* [Problem statement]: Below is a listing. Set down exactly the lines from the one containing "instantiates and its" through the one containing "if let Declaration::Constraint", both ends included, and leave out the rest.

------------------------------------------------------------

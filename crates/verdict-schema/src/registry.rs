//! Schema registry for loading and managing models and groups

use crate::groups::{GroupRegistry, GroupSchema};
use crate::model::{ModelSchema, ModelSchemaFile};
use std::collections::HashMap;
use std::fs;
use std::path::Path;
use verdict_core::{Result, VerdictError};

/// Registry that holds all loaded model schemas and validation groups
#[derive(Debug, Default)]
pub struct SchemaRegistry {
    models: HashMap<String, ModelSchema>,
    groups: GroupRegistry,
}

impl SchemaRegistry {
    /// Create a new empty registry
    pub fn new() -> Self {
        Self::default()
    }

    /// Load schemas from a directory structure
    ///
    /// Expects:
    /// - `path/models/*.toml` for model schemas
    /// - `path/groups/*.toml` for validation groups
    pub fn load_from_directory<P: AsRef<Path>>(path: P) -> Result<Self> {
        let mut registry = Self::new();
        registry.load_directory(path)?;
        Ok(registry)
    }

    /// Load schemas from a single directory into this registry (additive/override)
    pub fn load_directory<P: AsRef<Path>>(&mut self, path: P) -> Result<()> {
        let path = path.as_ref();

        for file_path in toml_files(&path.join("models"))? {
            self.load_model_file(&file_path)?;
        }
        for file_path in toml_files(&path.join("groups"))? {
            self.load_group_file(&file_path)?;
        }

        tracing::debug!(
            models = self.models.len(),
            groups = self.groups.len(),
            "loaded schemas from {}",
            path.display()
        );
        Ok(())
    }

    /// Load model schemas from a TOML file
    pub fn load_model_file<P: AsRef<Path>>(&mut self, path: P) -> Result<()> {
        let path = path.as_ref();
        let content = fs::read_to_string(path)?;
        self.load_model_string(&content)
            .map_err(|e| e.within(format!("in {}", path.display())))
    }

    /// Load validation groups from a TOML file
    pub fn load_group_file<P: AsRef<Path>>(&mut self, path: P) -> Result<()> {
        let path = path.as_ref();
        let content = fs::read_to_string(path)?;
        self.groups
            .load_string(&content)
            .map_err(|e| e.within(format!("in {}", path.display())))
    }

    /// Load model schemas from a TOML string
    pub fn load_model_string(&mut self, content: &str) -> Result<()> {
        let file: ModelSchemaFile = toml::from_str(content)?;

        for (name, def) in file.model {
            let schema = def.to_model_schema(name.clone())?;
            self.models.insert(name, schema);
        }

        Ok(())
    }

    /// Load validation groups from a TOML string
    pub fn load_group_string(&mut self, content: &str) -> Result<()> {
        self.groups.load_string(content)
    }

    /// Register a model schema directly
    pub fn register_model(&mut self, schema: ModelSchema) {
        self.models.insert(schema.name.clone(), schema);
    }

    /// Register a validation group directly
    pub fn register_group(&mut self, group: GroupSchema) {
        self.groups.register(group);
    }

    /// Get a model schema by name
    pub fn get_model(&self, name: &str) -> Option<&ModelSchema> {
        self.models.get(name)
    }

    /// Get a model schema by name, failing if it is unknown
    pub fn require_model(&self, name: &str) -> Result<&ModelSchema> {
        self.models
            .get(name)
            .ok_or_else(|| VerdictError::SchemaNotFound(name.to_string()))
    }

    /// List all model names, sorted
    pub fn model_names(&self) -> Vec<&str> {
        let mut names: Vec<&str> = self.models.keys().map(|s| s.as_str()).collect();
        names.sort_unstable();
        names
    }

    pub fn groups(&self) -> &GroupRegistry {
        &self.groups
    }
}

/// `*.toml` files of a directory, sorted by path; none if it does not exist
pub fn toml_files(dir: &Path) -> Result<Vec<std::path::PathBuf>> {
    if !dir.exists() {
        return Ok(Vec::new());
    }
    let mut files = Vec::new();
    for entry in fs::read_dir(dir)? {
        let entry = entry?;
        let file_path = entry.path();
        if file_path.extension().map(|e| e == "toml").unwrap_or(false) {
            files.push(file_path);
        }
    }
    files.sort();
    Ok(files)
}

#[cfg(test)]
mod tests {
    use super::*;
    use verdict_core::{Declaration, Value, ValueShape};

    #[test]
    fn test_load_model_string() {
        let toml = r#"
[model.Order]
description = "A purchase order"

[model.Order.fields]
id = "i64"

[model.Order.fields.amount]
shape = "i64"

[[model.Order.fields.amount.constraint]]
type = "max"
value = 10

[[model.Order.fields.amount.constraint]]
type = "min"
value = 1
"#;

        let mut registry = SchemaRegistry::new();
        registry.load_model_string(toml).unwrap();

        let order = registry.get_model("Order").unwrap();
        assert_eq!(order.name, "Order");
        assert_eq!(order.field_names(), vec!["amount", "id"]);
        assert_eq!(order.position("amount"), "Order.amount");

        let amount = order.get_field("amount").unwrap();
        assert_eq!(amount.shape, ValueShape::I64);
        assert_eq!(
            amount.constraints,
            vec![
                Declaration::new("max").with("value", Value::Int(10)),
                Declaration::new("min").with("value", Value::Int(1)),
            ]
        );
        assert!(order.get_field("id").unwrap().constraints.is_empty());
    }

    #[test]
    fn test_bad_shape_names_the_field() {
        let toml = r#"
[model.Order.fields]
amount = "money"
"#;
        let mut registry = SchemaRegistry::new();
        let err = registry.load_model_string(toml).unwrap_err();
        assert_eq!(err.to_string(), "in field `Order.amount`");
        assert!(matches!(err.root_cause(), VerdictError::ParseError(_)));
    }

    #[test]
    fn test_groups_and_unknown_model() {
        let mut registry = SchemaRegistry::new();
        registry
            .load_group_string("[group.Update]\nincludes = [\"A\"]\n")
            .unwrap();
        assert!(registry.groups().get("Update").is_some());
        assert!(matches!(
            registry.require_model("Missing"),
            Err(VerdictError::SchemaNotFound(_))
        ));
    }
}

------------------------------------------------------------

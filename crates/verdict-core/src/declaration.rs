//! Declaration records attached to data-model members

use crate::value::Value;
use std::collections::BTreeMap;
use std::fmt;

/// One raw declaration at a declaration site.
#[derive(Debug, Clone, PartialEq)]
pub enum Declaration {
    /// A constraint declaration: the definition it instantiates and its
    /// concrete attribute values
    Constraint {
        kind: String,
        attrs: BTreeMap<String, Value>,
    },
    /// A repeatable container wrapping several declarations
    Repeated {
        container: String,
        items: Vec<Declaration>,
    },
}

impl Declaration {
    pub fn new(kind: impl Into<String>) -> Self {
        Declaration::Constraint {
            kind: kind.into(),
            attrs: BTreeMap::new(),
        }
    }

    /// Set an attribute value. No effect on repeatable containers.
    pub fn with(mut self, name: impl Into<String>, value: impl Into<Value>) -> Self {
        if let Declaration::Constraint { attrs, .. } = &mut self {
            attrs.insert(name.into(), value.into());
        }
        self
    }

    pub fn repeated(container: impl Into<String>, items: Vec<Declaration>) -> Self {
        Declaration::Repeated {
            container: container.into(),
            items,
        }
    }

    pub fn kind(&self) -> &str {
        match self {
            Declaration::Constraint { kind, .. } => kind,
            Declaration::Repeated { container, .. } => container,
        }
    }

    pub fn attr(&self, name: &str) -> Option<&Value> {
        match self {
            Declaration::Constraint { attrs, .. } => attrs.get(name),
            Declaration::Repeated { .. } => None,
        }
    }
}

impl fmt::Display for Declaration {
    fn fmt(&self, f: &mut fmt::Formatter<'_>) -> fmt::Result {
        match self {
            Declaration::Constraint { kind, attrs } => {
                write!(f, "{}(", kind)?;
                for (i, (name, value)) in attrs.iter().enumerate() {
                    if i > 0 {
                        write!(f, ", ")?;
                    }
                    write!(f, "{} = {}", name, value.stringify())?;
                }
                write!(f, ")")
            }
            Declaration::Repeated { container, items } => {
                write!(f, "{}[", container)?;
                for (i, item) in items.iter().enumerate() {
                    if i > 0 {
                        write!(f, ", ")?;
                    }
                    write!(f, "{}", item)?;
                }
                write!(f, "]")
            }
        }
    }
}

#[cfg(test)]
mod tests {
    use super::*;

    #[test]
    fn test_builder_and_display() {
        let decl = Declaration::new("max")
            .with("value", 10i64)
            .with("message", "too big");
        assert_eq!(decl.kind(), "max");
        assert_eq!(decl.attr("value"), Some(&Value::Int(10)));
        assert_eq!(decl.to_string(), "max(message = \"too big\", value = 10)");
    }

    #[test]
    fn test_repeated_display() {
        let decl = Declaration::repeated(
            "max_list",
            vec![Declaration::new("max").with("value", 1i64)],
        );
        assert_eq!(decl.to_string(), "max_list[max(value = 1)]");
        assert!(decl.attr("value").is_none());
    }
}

------------------------------------------------------------

* [Response to the exercise]:
    /// A constraint declaration: the definition it instantiates and its
    /// concrete attribute values
    Constraint {
        kind: String,
        attrs: BTreeMap<String, Value>,
    },
    /// A repeatable container wrapping several declarations
    Repeated {
        container: String,
        items: Vec<Declaration>,
    },
}

impl Declaration {
    pub fn new(kind: impl Into<String>) -> Self {
        Declaration::Constraint {
            kind: kind.into(),
            attrs: BTreeMap::new(),
        }
    }

    /// Set an attribute value. No effect on repeatable containers.
    pub fn with(mut self, name: impl Into<String>, value: impl Into<Value>) -> Self {
        if let Declaration::Constraint { attrs, .. } = &mut self {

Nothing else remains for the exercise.